[Saved entries]
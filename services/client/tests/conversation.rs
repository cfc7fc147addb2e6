//! Integration tests for the conversation controller, the reveal worker, and
//! the shell's session gating, run entirely against in-process fakes.

mod common;

use bytes::Bytes;
use client_lib::app::conversation::ConversationController;
use client_lib::app::documents::{DocumentController, FileUpload};
use client_lib::app::notify::Notice;
use client_lib::app::projects::ProjectStore;
use client_lib::app::Shell;
use client_lib::error::ClientError;
use common::{drain_notices, harness, harness_with_inference, identity, test_config};
use docuchat_core::domain::{DocumentStatus, MessageRole};
use std::sync::atomic::Ordering;
use std::time::Duration;

#[tokio::test]
async fn empty_log_gets_a_greeting_that_is_never_persisted() {
    let h = harness(test_config(false));
    let me = identity();
    let store = ProjectStore::new(h.state.clone(), me.clone());
    let conversation = ConversationController::new(h.state.clone(), me);
    let project = store.create("Research", None).await.unwrap();

    conversation.load(project.id).await.unwrap();

    let messages = conversation.messages().await;
    assert_eq!(messages.len(), 1);
    assert_eq!(messages[0].role, MessageRole::Assistant);
    assert!(messages[0].content.contains("Upload some files"));
    assert_eq!(h.db.inner.message_count(), 0);
}

#[tokio::test]
async fn blank_send_is_a_no_op() {
    let h = harness(test_config(false));
    let me = identity();
    let store = ProjectStore::new(h.state.clone(), me.clone());
    let conversation = ConversationController::new(h.state.clone(), me);
    let project = store.create("Research", None).await.unwrap();
    conversation.load(project.id).await.unwrap();

    let result = conversation.send("   \n ").await;
    assert!(matches!(result, Err(ClientError::Validation(_))));
    assert_eq!(conversation.messages().await.len(), 1);
    assert!(!conversation.is_responding().await);
    assert_eq!(h.db.inner.message_count(), 0);
}

#[tokio::test]
async fn send_without_a_bound_project_is_rejected() {
    let h = harness(test_config(false));
    let conversation = ConversationController::new(h.state.clone(), identity());

    let result = conversation.send("hello").await;
    assert!(matches!(result, Err(ClientError::Validation(_))));
    assert!(!conversation.is_responding().await);
}

#[tokio::test]
async fn full_turn_end_to_end() {
    let h = harness(test_config(true));
    let me = identity();
    let store = ProjectStore::new(h.state.clone(), me.clone());
    let documents = DocumentController::new(h.state.clone(), me.clone());
    let conversation = ConversationController::new(h.state.clone(), me.clone());

    let project = store.create("Research", None).await.unwrap();
    documents.load(Some(project.id)).await.unwrap();
    conversation.load(project.id).await.unwrap();

    documents
        .add_files(vec![FileUpload {
            name: "notes.pdf".to_string(),
            media_type: "application/pdf".to_string(),
            bytes: Bytes::from_static(b"%PDF-1.4 notes"),
        }])
        .await
        .unwrap();

    for _ in 0..200 {
        let listed = documents.documents().await;
        if listed.len() == 1 && listed[0].status == DocumentStatus::Ready {
            break;
        }
        tokio::time::sleep(Duration::from_millis(5)).await;
    }
    assert_eq!(
        documents.documents().await[0].status,
        DocumentStatus::Ready
    );

    conversation.send("What is in notes.pdf?").await.unwrap();

    for _ in 0..400 {
        if !conversation.is_responding().await {
            break;
        }
        tokio::time::sleep(Duration::from_millis(5)).await;
    }
    assert!(!conversation.is_responding().await);

    let messages = conversation.messages().await;
    assert_eq!(messages.len(), 3);
    assert_eq!(messages[1].role, MessageRole::User);
    assert_eq!(messages[1].content, "What is in notes.pdf?");
    assert_eq!(messages[2].role, MessageRole::Assistant);
    // The reveal must reproduce the collaborator's text character for
    // character.
    assert_eq!(messages[2].content, h.inference.answer);

    // One persisted user message and one persisted assistant message.
    assert_eq!(h.db.inner.message_count(), 2);

    let calls = h.inference.calls.read().unwrap().clone();
    assert_eq!(calls.len(), 1);
    assert_eq!(calls[0].0, format!("{}_{}", me.id, project.id));
}

#[tokio::test]
async fn user_persist_failure_aborts_the_turn() {
    let mut h = harness(test_config(false));
    let me = identity();
    let store = ProjectStore::new(h.state.clone(), me.clone());
    let conversation = ConversationController::new(h.state.clone(), me);
    let project = store.create("Research", None).await.unwrap();
    conversation.load(project.id).await.unwrap();

    h.db.fail_insert_message.store(true, Ordering::SeqCst);
    let result = conversation.send("hello").await;

    assert!(result.is_err());
    assert!(!conversation.is_responding().await);
    // The provisional user message was removed; the greeting is all that's
    // left, and inference was never consulted.
    assert_eq!(conversation.messages().await.len(), 1);
    assert!(h.inference.calls.read().unwrap().is_empty());
    let notices = drain_notices(&mut h.notices);
    assert!(notices
        .iter()
        .any(|n| matches!(n, Notice::Error { .. })));
}

#[tokio::test]
async fn inference_failure_keeps_the_user_message_and_no_assistant_message() {
    let h = harness(test_config(false));
    let me = identity();
    let store = ProjectStore::new(h.state.clone(), me.clone());
    let conversation = ConversationController::new(h.state.clone(), me);
    let project = store.create("Research", None).await.unwrap();
    conversation.load(project.id).await.unwrap();

    h.inference.fail.store(true, Ordering::SeqCst);
    let result = conversation.send("hello").await;

    assert!(result.is_err());
    assert!(!conversation.is_responding().await);
    let messages = conversation.messages().await;
    assert_eq!(messages.len(), 2);
    assert_eq!(messages[1].role, MessageRole::User);
    // The user message was persisted before inference was attempted.
    assert_eq!(h.db.inner.message_count(), 1);
}

#[tokio::test]
async fn reveal_is_monotonic_and_reproduces_the_text_exactly() {
    let h = harness_with_inference(
        test_config(false),
        "The summary spans several sentences so the reveal takes a while.",
    );
    let me = identity();
    let store = ProjectStore::new(h.state.clone(), me.clone());
    let conversation = ConversationController::new(h.state.clone(), me);
    let project = store.create("Research", None).await.unwrap();
    conversation.load(project.id).await.unwrap();

    conversation.send("summarize").await.unwrap();

    let full = h.inference.answer.clone();
    let mut last_len = 0usize;
    for _ in 0..1000 {
        let messages = conversation.messages().await;
        if messages.len() == 3 {
            let shown = &messages[2].content;
            // Every observation is a prefix, and it never shrinks.
            assert!(full.starts_with(shown.as_str()));
            assert!(shown.len() >= last_len);
            last_len = shown.len();
            if shown == &full && !conversation.is_responding().await {
                break;
            }
        }
        tokio::time::sleep(Duration::from_millis(2)).await;
    }

    let messages = conversation.messages().await;
    assert_eq!(messages[2].content, full);
    assert!(!conversation.is_responding().await);
}

#[tokio::test]
async fn cancelling_a_reveal_finalizes_the_message() {
    let mut config = test_config(false);
    config.reveal_interval = Duration::from_millis(10);
    let h = harness_with_inference(config, &"long answer ".repeat(50));
    let me = identity();
    let store = ProjectStore::new(h.state.clone(), me.clone());
    let conversation = ConversationController::new(h.state.clone(), me);
    let project = store.create("Research", None).await.unwrap();
    conversation.load(project.id).await.unwrap();

    conversation.send("go").await.unwrap();
    tokio::time::sleep(Duration::from_millis(40)).await;
    assert!(conversation.is_responding().await);

    conversation.cancel_reveal().await;

    for _ in 0..100 {
        if !conversation.is_responding().await {
            break;
        }
        tokio::time::sleep(Duration::from_millis(5)).await;
    }

    let messages = conversation.messages().await;
    assert_eq!(messages[2].content, h.inference.answer);
    assert!(!conversation.is_responding().await);
}

#[tokio::test]
async fn send_is_rejected_while_a_reply_is_in_flight() {
    let mut config = test_config(false);
    config.reveal_interval = Duration::from_millis(10);
    let h = harness_with_inference(config, &"slow reveal ".repeat(30));
    let me = identity();
    let store = ProjectStore::new(h.state.clone(), me.clone());
    let conversation = ConversationController::new(h.state.clone(), me);
    let project = store.create("Research", None).await.unwrap();
    conversation.load(project.id).await.unwrap();

    conversation.send("first").await.unwrap();
    assert!(conversation.is_responding().await);

    let result = conversation.send("second").await;
    assert!(matches!(result, Err(ClientError::Validation(_))));

    conversation.cancel_reveal().await;
}

#[tokio::test]
async fn reloading_the_log_reads_back_persisted_messages_without_a_greeting() {
    let h = harness(test_config(false));
    let me = identity();
    let store = ProjectStore::new(h.state.clone(), me.clone());
    let conversation = ConversationController::new(h.state.clone(), me);
    let project = store.create("Research", None).await.unwrap();
    conversation.load(project.id).await.unwrap();

    conversation.send("hello").await.unwrap();
    for _ in 0..400 {
        if !conversation.is_responding().await {
            break;
        }
        tokio::time::sleep(Duration::from_millis(5)).await;
    }

    conversation.load(project.id).await.unwrap();
    let messages = conversation.messages().await;
    // The greeting was never persisted; only the real turn comes back.
    assert_eq!(messages.len(), 2);
    assert_eq!(messages[0].role, MessageRole::User);
    assert_eq!(messages[1].role, MessageRole::Assistant);
    assert_eq!(messages[1].content, h.inference.answer);
}

#[tokio::test]
async fn shell_follows_session_changes() {
    let h = harness(test_config(false));
    let shell = Shell::new(h.state.clone());
    assert!(shell.workspace().await.is_none());

    tokio::spawn(shell.clone().run());

    let me = identity();
    h.session.sign_in(me.clone());
    for _ in 0..100 {
        if shell.workspace().await.is_some() {
            break;
        }
        tokio::time::sleep(Duration::from_millis(5)).await;
    }
    let workspace = shell.workspace().await.expect("workspace after sign-in");
    assert_eq!(workspace.identity.id, me.id);

    h.state.session.sign_out().await.unwrap();
    for _ in 0..100 {
        if shell.workspace().await.is_none() {
            break;
        }
        tokio::time::sleep(Duration::from_millis(5)).await;
    }
    assert!(shell.workspace().await.is_none());
}

#[tokio::test]
async fn open_project_rebinds_the_conversation() {
    let h = harness(test_config(false));
    let shell = Shell::new(h.state.clone());
    let workspace = shell.activate(identity()).await.unwrap();

    let first = workspace.projects.create("Alpha", None).await.unwrap();
    let second = workspace.projects.create("Beta", None).await.unwrap();
    assert_ne!(first.id, second.id);
    shell.sync_current().await.unwrap();

    shell.open_project(first.clone()).await.unwrap();
    assert_eq!(workspace.projects.current().await.unwrap().id, first.id);

    workspace.conversation.send("hi").await.unwrap();
    for _ in 0..400 {
        if !workspace.conversation.is_responding().await {
            break;
        }
        tokio::time::sleep(Duration::from_millis(5)).await;
    }
    let calls = h.inference.calls.read().unwrap().clone();
    assert_eq!(calls[0].0, format!("{}_{}", workspace.identity.id, first.id));
}

#[tokio::test]
async fn shell_keeps_controllers_pointed_at_the_current_project() {
    let h = harness(test_config(false));
    let shell = Shell::new(h.state.clone());
    let workspace = shell.activate(identity()).await.unwrap();

    let project = workspace.projects.create("Research", None).await.unwrap();
    shell.sync_current().await.unwrap();

    // The conversation controller is now bound: a send reaches inference.
    workspace.conversation.send("hello").await.unwrap();
    for _ in 0..400 {
        if !workspace.conversation.is_responding().await {
            break;
        }
        tokio::time::sleep(Duration::from_millis(5)).await;
    }
    let calls = h.inference.calls.read().unwrap().clone();
    assert_eq!(calls[0].0, format!("{}_{}", workspace.identity.id, project.id));

    // Deleting the only project unbinds everything again.
    workspace.projects.delete(project.id).await.unwrap();
    shell.sync_current().await.unwrap();
    assert!(workspace.conversation.messages().await.is_empty());
    assert!(matches!(
        workspace.conversation.send("hello").await,
        Err(ClientError::Validation(_))
    ));
}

= Task to carry out =
Exactly the lines above from the one with "use client_lib::app::conversation::ConversationController;" to the one with "use client_lib::app::Shell;", both included, are to be quoted; leave the rest out.

= Written response =
use client_lib::app::conversation::ConversationController;
use client_lib::app::documents::{DocumentController, FileUpload};
use client_lib::app::notify::Notice;
use client_lib::app::projects::ProjectStore;
use client_lib::app::Shell;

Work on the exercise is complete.